═════ Information provided ═════
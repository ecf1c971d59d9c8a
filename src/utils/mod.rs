// file: src/utils/mod.rs
// version: 2.0.0
// guid: fa52805b-2d7a-4774-ac9e-177def0f9379

//! Utility modules for system operations

pub mod system;

pub use system::{Prerequisite, SystemUtils};
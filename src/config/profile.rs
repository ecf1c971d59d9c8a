// file: src/config/profile.rs
// version: 1.0.0
// guid: a917d331-d572-4c58-a490-84edca506a70

//! Firmware profiles for each emulated architecture

use super::{expand_tilde, Architecture};
use serde::{Deserialize, Serialize};
use std::path::PathBuf;

/// Everything needed to boot UEFI firmware for one architecture
#[derive(Debug, Clone, PartialEq, Eq, Serialize, Deserialize)]
pub struct ArchProfile {
    /// QEMU system emulator binary
    pub qemu: String,
    /// OVMF/AAVMF code image (mapped read-only)
    pub code: PathBuf,
    /// OVMF/AAVMF variable store template
    pub vars: PathBuf,
    /// UEFI shell ISO, attached when present
    pub shell: Option<PathBuf>,
    /// Machine selection arguments placed before the firmware drives
    pub machine_args: Vec<String>,
}

impl ArchProfile {
    /// Built-in profile for an architecture
    pub fn builtin(arch: Architecture) -> Self {
        let (code, vars, shell, machine): (&str, &str, Option<&str>, &[&str]) = match arch {
            Architecture::X64 => (
                "/usr/share/OVMF/OVMF_CODE.fd",
                "/usr/share/OVMF/OVMF_VARS.fd",
                Some("/usr/share/edk2/ovmf/UefiShell.iso"),
                &["-machine", "q35"],
            ),
            Architecture::Ia32 => (
                "/usr/share/edk2/ovmf-ia32/OVMF_CODE.fd",
                "/usr/share/edk2/ovmf-ia32/OVMF_VARS.fd",
                None,
                &["-machine", "q35"],
            ),
            Architecture::Arm => (
                "/usr/share/AAVMF/AAVMF32_CODE.fd",
                "/usr/share/AAVMF/AAVMF32_VARS.fd",
                None,
                &["-machine", "virt", "-cpu", "cortex-a15"],
            ),
            Architecture::Aarch64 => (
                "/usr/share/AAVMF/AAVMF_CODE.fd",
                "/usr/share/AAVMF/AAVMF_VARS.fd",
                None,
                &["-machine", "virt", "-cpu", "cortex-a57"],
            ),
            Architecture::Riscv64 => (
                "/usr/share/qemu-efi-riscv64/RISCV_VIRT_CODE.fd",
                "/usr/share/qemu-efi-riscv64/RISCV_VIRT_VARS.fd",
                None,
                &["-machine", "virt"],
            ),
        };

        Self {
            qemu: arch.qemu_binary().to_string(),
            code: PathBuf::from(code),
            vars: PathBuf::from(vars),
            shell: shell.map(PathBuf::from),
            machine_args: machine.iter().map(|s| s.to_string()).collect(),
        }
    }

    /// Apply a partial override on top of this profile
    pub fn merged(mut self, over: &ProfileOverride) -> Self {
        if let Some(qemu) = &over.qemu {
            self.qemu = qemu.clone();
        }
        if let Some(code) = &over.code {
            self.code = code.clone();
        }
        if let Some(vars) = &over.vars {
            self.vars = vars.clone();
        }
        if let Some(shell) = &over.shell {
            // An empty path in the config detaches the shell ISO
            self.shell = if shell.as_os_str().is_empty() {
                None
            } else {
                Some(shell.clone())
            };
        }
        if let Some(args) = &over.machine_args {
            self.machine_args = args.clone();
        }
        self
    }
}

/// Per-architecture fields set in the configuration file
#[derive(Debug, Clone, Default, PartialEq, Eq, Serialize, Deserialize)]
#[serde(default, deny_unknown_fields)]
pub struct ProfileOverride {
    pub qemu: Option<String>,
    pub code: Option<PathBuf>,
    pub vars: Option<PathBuf>,
    pub shell: Option<PathBuf>,
    pub machine_args: Option<Vec<String>>,
}

impl ProfileOverride {
    /// Expand `~` in every path
    pub fn expand_paths(&mut self) {
        for path in [&mut self.code, &mut self.vars, &mut self.shell]
            .into_iter()
            .flatten()
        {
            *path = expand_tilde(path);
        }
    }
}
═════
The whole listing above should be output again exactly.

repository ecf1c971d59d9c8a
filename src/utils/mod.rs
// file: src/utils/mod.rs
// version: 2.0.0
// guid: fa52805b-2d7a-4774-ac9e-177def0f9379

//! Utility modules for system operations

pub mod system;

pub use system::{Prerequisite, SystemUtils};
filename src/config/profile.rs
repository ecf1c971d59d9c8a
// file: src/config/profile.rs
// version: 1.0.0
// guid: a917d331-d572-4c58-a490-84edca506a70

//! Firmware profiles for each emulated architecture

use super::{expand_tilde, Architecture};
use serde::{Deserialize, Serialize};
use std::path::PathBuf;

/// Everything needed to boot UEFI firmware for one architecture
#[derive(Debug, Clone, PartialEq, Eq, Serialize, Deserialize)]
pub struct ArchProfile {
    /// QEMU system emulator binary
    pub qemu: String,
    /// OVMF/AAVMF code image (mapped read-only)
    pub code: PathBuf,
    /// OVMF/AAVMF variable store template
    pub vars: PathBuf,
    /// UEFI shell ISO, attached when present
    pub shell: Option<PathBuf>,
    /// Machine selection arguments placed before the firmware drives
    pub machine_args: Vec<String>,
}

impl ArchProfile {
    /// Built-in profile for an architecture
    pub fn builtin(arch: Architecture) -> Self {
        let (code, vars, shell, machine): (&str, &str, Option<&str>, &[&str]) = match arch {
            Architecture::X64 => (
                "/usr/share/OVMF/OVMF_CODE.fd",
                "/usr/share/OVMF/OVMF_VARS.fd",
                Some("/usr/share/edk2/ovmf/UefiShell.iso"),
                &["-machine", "q35"],
            ),
            Architecture::Ia32 => (
                "/usr/share/edk2/ovmf-ia32/OVMF_CODE.fd",
                "/usr/share/edk2/ovmf-ia32/OVMF_VARS.fd",
                None,
                &["-machine", "q35"],
            ),
            Architecture::Arm => (
                "/usr/share/AAVMF/AAVMF32_CODE.fd",
                "/usr/share/AAVMF/AAVMF32_VARS.fd",
                None,
                &["-machine", "virt", "-cpu", "cortex-a15"],
            ),
            Architecture::Aarch64 => (
                "/usr/share/AAVMF/AAVMF_CODE.fd",
                "/usr/share/AAVMF/AAVMF_VARS.fd",
                None,
                &["-machine", "virt", "-cpu", "cortex-a57"],
            ),
            Architecture::Riscv64 => (
                "/usr/share/qemu-efi-riscv64/RISCV_VIRT_CODE.fd",
                "/usr/share/qemu-efi-riscv64/RISCV_VIRT_VARS.fd",
                None,
                &["-machine", "virt"],
            ),
        };

        Self {
            qemu: arch.qemu_binary().to_string(),
            code: PathBuf::from(code),
            vars: PathBuf::from(vars),
            shell: shell.map(PathBuf::from),
            machine_args: machine.iter().map(|s| s.to_string()).collect(),
        }
    }

    /// Apply a partial override on top of this profile
    pub fn merged(mut self, over: &ProfileOverride) -> Self {
        if let Some(qemu) = &over.qemu {
            self.qemu = qemu.clone();
        }
        if let Some(code) = &over.code {
            self.code = code.clone();
        }
        if let Some(vars) = &over.vars {
            self.vars = vars.clone();
        }
        if let Some(shell) = &over.shell {
            // An empty path in the config detaches the shell ISO
            self.shell = if shell.as_os_str().is_empty() {
                None
            } else {
                Some(shell.clone())
            };
        }
        if let Some(args) = &over.machine_args {
            self.machine_args = args.clone();
        }
        self
    }
}

/// Per-architecture fields set in the configuration file
#[derive(Debug, Clone, Default, PartialEq, Eq, Serialize, Deserialize)]
#[serde(default, deny_unknown_fields)]
pub struct ProfileOverride {
    pub qemu: Option<String>,
    pub code: Option<PathBuf>,
    pub vars: Option<PathBuf>,
    pub shell: Option<PathBuf>,
    pub machine_args: Option<Vec<String>>,
}

impl ProfileOverride {
    /// Expand `~` in every path
    pub fn expand_paths(&mut self) {
        for path in [&mut self.code, &mut self.vars, &mut self.shell]
            .into_iter()
            .flatten()
        {
            *path = expand_tilde(path);
        }
    }
}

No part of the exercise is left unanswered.